## Supplied material
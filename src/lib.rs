//! Domain-grid layout and progressive disclosure for supply-chain bottleneck graphs.
//!
//! Raw records go through [`graph::build_graph`] (classification and tightness scoring),
//! then a [`session::GraphSession`] owns expansion state and lays the visible subset out
//! into bounded domain cells.

pub mod classify;
pub mod config;
pub mod disclosure;
pub mod error;
pub mod graph;
pub mod highlight;
pub mod layout;
pub mod report;
pub mod scoring;
pub mod session;
pub mod transition;
pub mod util;

pub use config::EngineConfig;
pub use error::LayoutError;
pub use session::{Command, Dispatch, GraphSession};
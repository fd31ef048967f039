use std::collections::VecDeque;

use eframe::egui::Vec2;
use fuzzy_matcher::FuzzyMatcher;
use fuzzy_matcher::skim::SkimMatcherV2;
use tracing::debug;

use crate::classify::Spotlight;
use crate::config::EngineConfig;
use crate::disclosure::{DisclosureIndex, ExpansionState, VisibleElements, compute_visible_elements};
use crate::error::LayoutError;
use crate::graph::model::Graph;
use crate::highlight::{self, Highlight};
use crate::layout::diagnostics::{LayoutDiagnostics, compute_diagnostics};
use crate::layout::{Camera, DomainCells, LayoutGraph, LayoutOutcome, run_layout};
use crate::transition::{Snapshot, Transition, TransitionKind};

fn fuzzy_match_score(matcher: &SkimMatcherV2, text: &str, query: &str) -> Option<i64> {
    matcher
        .fuzzy_match(text, query)
        .or_else(|| matcher.fuzzy_match(&text.to_ascii_lowercase(), &query.to_ascii_lowercase()))
}

#[derive(Clone, Debug, PartialEq)]
pub enum Command {
    /// Accordion navigation: collapse every other domain, then toggle this one.
    SelectDomain(String),
    /// Toggle one domain without touching the others.
    ToggleDomain(String),
    ExpandAll,
    CollapseAll,
    Resize(Vec2),
}

#[derive(Clone, Copy, Debug, PartialEq, Eq)]
pub enum Dispatch {
    Applied,
    Deferred,
    Ignored,
}

/// Owns the graph and every piece of mutable view state around it.
///
/// All mutation goes through `dispatch`; while a transition is animating, further commands
/// queue up and run in arrival order once it commits.
pub struct GraphSession {
    graph: Graph,
    config: EngineConfig,
    disclosure: DisclosureIndex,
    expansion: ExpansionState,
    layout: LayoutGraph,
    outcome: LayoutOutcome,
    viewport: Vec2,
    camera: Camera,
    transition: Option<Transition>,
    pending: VecDeque<Command>,
}

impl GraphSession {
    pub fn new(graph: Graph, config: EngineConfig, viewport: Vec2) -> Result<Self, LayoutError> {
        let disclosure =
            DisclosureIndex::build(&graph, config.layout.disclosure.hotspots_per_domain);
        let expansion = ExpansionState::new();
        let mut layout = LayoutGraph::from_visible(&compute_visible_elements(
            &graph,
            &expansion,
            config.layout.disclosure.hotspots_per_domain,
        ));
        let outcome = run_layout(&mut layout, &expansion, viewport, &config.layout)?;
        let camera = outcome.density.camera;

        Ok(Self {
            graph,
            config,
            disclosure,
            expansion,
            layout,
            outcome,
            viewport,
            camera,
            transition: None,
            pending: VecDeque::new(),
        })
    }

    pub fn graph(&self) -> &Graph {
        &self.graph
    }

    pub fn config(&self) -> &EngineConfig {
        &self.config
    }

    pub fn disclosure(&self) -> &DisclosureIndex {
        &self.disclosure
    }

    pub fn expansion(&self) -> &ExpansionState {
        &self.expansion
    }

    pub fn layout(&self) -> &LayoutGraph {
        &self.layout
    }

    pub fn outcome(&self) -> &LayoutOutcome {
        &self.outcome
    }

    pub fn viewport(&self) -> Vec2 {
        self.viewport
    }

    pub fn camera(&self) -> Camera {
        self.camera
    }

    pub fn transition(&self) -> Option<&Transition> {
        self.transition.as_ref()
    }

    pub fn is_animating(&self) -> bool {
        self.transition.is_some()
    }

    pub fn pending(&self) -> usize {
        self.pending.len()
    }

    pub fn domain_cell_bounds(&self) -> &DomainCells {
        &self.outcome.cells
    }

    pub fn visible(&self) -> VisibleElements<'_> {
        compute_visible_elements(
            &self.graph,
            &self.expansion,
            self.config.layout.disclosure.hotspots_per_domain,
        )
    }

    pub fn diagnostics(&self) -> LayoutDiagnostics {
        compute_diagnostics(&self.layout, &self.outcome, self.viewport)
    }

    /// Domain key for a free-text query: exact key, then exact label, then best fuzzy hit over
    /// keys and labels (first key wins ties).
    pub fn resolve_domain(&self, query: &str) -> Option<String> {
        let query = query.trim();
        if query.is_empty() {
            return None;
        }
        let keys = self.graph.domain_keys();
        let catalog = &self.config.layout.domains;
        if let Some(key) = keys.iter().find(|key| key.eq_ignore_ascii_case(query)) {
            return Some(key.clone());
        }
        if let Some(key) = keys
            .iter()
            .find(|key| catalog.label_for(key).eq_ignore_ascii_case(query))
        {
            return Some(key.clone());
        }

        let matcher = SkimMatcherV2::default();
        let mut best: Option<(i64, &String)> = None;
        for key in &keys {
            let score = [key.clone(), catalog.label_for(key)]
                .iter()
                .filter_map(|text| fuzzy_match_score(&matcher, text, query))
                .max();
            if let Some(score) = score
                && best.is_none_or(|(top, _)| score > top)
            {
                best = Some((score, key));
            }
        }
        best.map(|(_, key)| key.clone())
    }

    pub fn highlight_chain(&self, id: &str) -> Option<Highlight> {
        highlight::chain_by_id(&self.layout, id)
    }

    pub fn spotlight(&self, theme: Spotlight) -> Highlight {
        highlight::spotlight(&self.layout, theme)
    }

    pub fn select(&mut self, domain: &str) -> Result<Dispatch, LayoutError> {
        self.dispatch(Command::SelectDomain(domain.to_owned()))
    }

    pub fn toggle(&mut self, domain: &str) -> Result<Dispatch, LayoutError> {
        self.dispatch(Command::ToggleDomain(domain.to_owned()))
    }

    pub fn expand_all(&mut self) -> Result<Dispatch, LayoutError> {
        self.dispatch(Command::ExpandAll)
    }

    pub fn collapse_all(&mut self) -> Result<Dispatch, LayoutError> {
        self.dispatch(Command::CollapseAll)
    }

    // Unknown domains are rejected before anything is queued.
    pub fn dispatch(&mut self, command: Command) -> Result<Dispatch, LayoutError> {
        if let Command::SelectDomain(domain) | Command::ToggleDomain(domain) = &command
            && !self.graph.domain_keys().iter().any(|key| key == domain)
        {
            return Err(LayoutError::UnknownDomain(domain.clone()));
        }

        if self.transition.is_some() {
            debug!(?command, queued = self.pending.len() + 1, "command deferred");
            self.pending.push_back(command);
            return Ok(Dispatch::Deferred);
        }

        self.apply(command)
    }

    pub fn relayout(&mut self) -> Result<&LayoutOutcome, LayoutError> {
        if self.transition.is_some() {
            return Err(LayoutError::LayoutInProgress);
        }
        self.refresh(None)?;
        Ok(&self.outcome)
    }

    /// Drives the in-flight transition. On commit, deferred commands run in order until one of
    /// them starts a new transition. Returns whether a transition committed.
    pub fn advance(&mut self, dt_ms: f32) -> Result<bool, LayoutError> {
        let Some(transition) = self.transition.as_mut() else {
            return Ok(false);
        };
        if !transition.advance(dt_ms) {
            return Ok(false);
        }

        self.transition = None;
        debug!(pending = self.pending.len(), "transition committed");
        while self.transition.is_none() {
            let Some(command) = self.pending.pop_front() else {
                break;
            };
            self.apply(command)?;
        }
        Ok(true)
    }

    pub fn settle(&mut self) -> Result<(), LayoutError> {
        while let Some(transition) = &self.transition {
            let remaining = transition.duration_ms() + 1.0;
            self.advance(remaining)?;
        }
        Ok(())
    }

    fn apply(&mut self, command: Command) -> Result<Dispatch, LayoutError> {
        let before = self.expansion.clone();
        match command {
            Command::SelectDomain(domain) => {
                self.expansion.select_accordion(&domain);
            }
            Command::ToggleDomain(domain) => {
                self.expansion.toggle(&domain);
            }
            Command::ExpandAll => {
                let keys = self.graph.domain_keys();
                self.expansion.expand_all(keys);
            }
            Command::CollapseAll => self.expansion.collapse_all(),
            Command::Resize(viewport) => {
                if viewport == self.viewport {
                    return Ok(Dispatch::Ignored);
                }
                self.viewport = viewport;
                self.refresh(None)?;
                return Ok(Dispatch::Applied);
            }
        }

        if self.expansion == before {
            return Ok(Dispatch::Ignored);
        }
        let kind = if self.expansion.len() < before.len() {
            TransitionKind::Collapse
        } else {
            TransitionKind::Expand
        };
        self.refresh(Some(kind))?;
        Ok(Dispatch::Applied)
    }

    fn refresh(&mut self, animate: Option<TransitionKind>) -> Result<(), LayoutError> {
        let snapshot = Snapshot::capture(&self.layout);
        let visible = compute_visible_elements(
            &self.graph,
            &self.expansion,
            self.config.layout.disclosure.hotspots_per_domain,
        );
        self.layout.rebuild(&visible);
        self.outcome = run_layout(
            &mut self.layout,
            &self.expansion,
            self.viewport,
            &self.config.layout,
        )?;
        self.camera = self.outcome.density.camera;

        self.transition = animate
            .filter(|_| !snapshot.is_empty())
            .map(|kind| {
                Transition::between(&snapshot, &self.layout, kind, &self.config.layout.transition)
            })
            .filter(|transition| !transition.is_finished());
        Ok(())
    }
}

## Work task
Repeat the material exactly. Begin with its first line and end with the line that has "use eframe::egui::Vec2;".

## Answer to the exercise
filename src/lib.rs
//! Domain-grid layout and progressive disclosure for supply-chain bottleneck graphs.
//!
//! Raw records go through [`graph::build_graph`] (classification and tightness scoring),
//! then a [`session::GraphSession`] owns expansion state and lays the visible subset out
//! into bounded domain cells.

pub mod classify;
pub mod config;
pub mod disclosure;
pub mod error;
pub mod graph;
pub mod highlight;
pub mod layout;
pub mod report;
pub mod scoring;
pub mod session;
pub mod transition;
pub mod util;

pub use config::EngineConfig;
pub use error::LayoutError;
pub use session::{Command, Dispatch, GraphSession};
repository fd31ef048967f039
use std::collections::VecDeque;

use eframe::egui::Vec2;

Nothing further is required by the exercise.